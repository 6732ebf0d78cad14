//! Parser module — dispatch by file extension.

pub mod js;
pub mod json;
pub mod name;

use crate::model::FileDocumentation;
use anyhow::{anyhow, Result};
use std::path::Path;

/// Parse an input file into a FileDocumentation based on its extension.
pub fn parse_file(path: &Path, content: &str) -> Result<FileDocumentation> {
    let file_name = display_name(path);
    match path.extension().and_then(|e| e.to_str()) {
        Some("js") => Ok(js::parse(&file_name, content)),
        Some("json") => json::parse(&file_name, content),
        _ => Err(anyhow!("unsupported file type: {}", path.display())),
    }
}

/// File name without its directory part, used as the section heading.
fn display_name(path: &Path) -> String {
    path.file_name()
        .map(|n| n.to_string_lossy().into_owned())
        .unwrap_or_else(|| path.to_string_lossy().into_owned())
}
//! Data model for extracted documentation — format-agnostic.

/// Everything extracted from a single input file.
#[derive(Debug, Default)]
pub struct FileDocumentation {
    /// File name without its directory part, used as the section heading.
    pub file_name: String,
    pub kind: FileKind,
    pub functions: Vec<FunctionDoc>,
    pub variables: Vec<VariableDoc>,
}

impl FileDocumentation {
    /// Files contributing nothing produce no section in the report.
    pub fn is_empty(&self) -> bool {
        self.functions.is_empty() && self.variables.is_empty()
    }
}

/// Where the documentation came from. Metadata files carry only variables
/// and render without the "Variables" sub-heading.
#[derive(Debug, Default, Clone, Copy, PartialEq, Eq)]
pub enum FileKind {
    #[default]
    Source,
    Metadata,
}

/// A single documented function.
#[derive(Debug, Default)]
pub struct FunctionDoc {
    /// Empty when the declaration line was unrecognized.
    pub name: String,
    /// Free-text lines in encounter order, joined with spaces at render time.
    pub description: Vec<String>,
    /// @param entries in encounter order.
    pub parameters: Vec<ParamDoc>,
    /// @returns entry. Stays unset for a bare `@returns {Type}` with no
    /// trailing description.
    pub returns: Option<ReturnDoc>,
    /// @async
    pub is_async: bool,
    /// @helper_function
    pub helper: bool,
}

/// Parsed @param entry.
#[derive(Debug, PartialEq, Eq)]
pub struct ParamDoc {
    pub name: String,
    pub type_name: String,
    pub description: String,
}

/// Parsed @returns entry.
#[derive(Debug, PartialEq, Eq)]
pub struct ReturnDoc {
    /// Angle brackets are already HTML-escaped at extraction time.
    pub type_name: String,
    pub description: String,
}

/// A documented variable, from an @var block or a metadata entry.
#[derive(Debug, Default)]
pub struct VariableDoc {
    pub name: String,
    pub type_name: String,
    /// Fragments in encounter order, joined with spaces at render time.
    pub description: Vec<String>,
}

■ What the task requires: Output the records exactly, including every line.

■ Written answer:
repository 6732ebf0d78cad14
//! Parser module — dispatch by file extension.

pub mod js;
pub mod json;
pub mod name;

use crate::model::FileDocumentation;
use anyhow::{anyhow, Result};
use std::path::Path;

/// Parse an input file into a FileDocumentation based on its extension.
pub fn parse_file(path: &Path, content: &str) -> Result<FileDocumentation> {
    let file_name = display_name(path);
    match path.extension().and_then(|e| e.to_str()) {
        Some("js") => Ok(js::parse(&file_name, content)),
        Some("json") => json::parse(&file_name, content),
        _ => Err(anyhow!("unsupported file type: {}", path.display())),
    }
}

/// File name without its directory part, used as the section heading.
fn display_name(path: &Path) -> String {
    path.file_name()
        .map(|n| n.to_string_lossy().into_owned())
        .unwrap_or_else(|| path.to_string_lossy().into_owned())
}
//! Data model for extracted documentation — format-agnostic.

/// Everything extracted from a single input file.
#[derive(Debug, Default)]
pub struct FileDocumentation {
    /// File name without its directory part, used as the section heading.
    pub file_name: String,
    pub kind: FileKind,
    pub functions: Vec<FunctionDoc>,
    pub variables: Vec<VariableDoc>,
}

impl FileDocumentation {
    /// Files contributing nothing produce no section in the report.
    pub fn is_empty(&self) -> bool {
        self.functions.is_empty() && self.variables.is_empty()
    }
}

/// Where the documentation came from. Metadata files carry only variables
/// and render without the "Variables" sub-heading.
#[derive(Debug, Default, Clone, Copy, PartialEq, Eq)]
pub enum FileKind {
    #[default]
    Source,
    Metadata,
}

/// A single documented function.
#[derive(Debug, Default)]
pub struct FunctionDoc {
    /// Empty when the declaration line was unrecognized.
    pub name: String,
    /// Free-text lines in encounter order, joined with spaces at render time.
    pub description: Vec<String>,
    /// @param entries in encounter order.
    pub parameters: Vec<ParamDoc>,
    /// @returns entry. Stays unset for a bare `@returns {Type}` with no
    /// trailing description.
    pub returns: Option<ReturnDoc>,
    /// @async
    pub is_async: bool,
    /// @helper_function
    pub helper: bool,
}

/// Parsed @param entry.
#[derive(Debug, PartialEq, Eq)]
pub struct ParamDoc {
    pub name: String,
    pub type_name: String,
    pub description: String,
}

/// Parsed @returns entry.
#[derive(Debug, PartialEq, Eq)]
pub struct ReturnDoc {
    /// Angle brackets are already HTML-escaped at extraction time.
    pub type_name: String,
    pub description: String,
}

/// A documented variable, from an @var block or a metadata entry.
#[derive(Debug, Default)]
pub struct VariableDoc {
    pub name: String,
    pub type_name: String,
    /// Fragments in encounter order, joined with spaces at render time.
    pub description: Vec<String>,
}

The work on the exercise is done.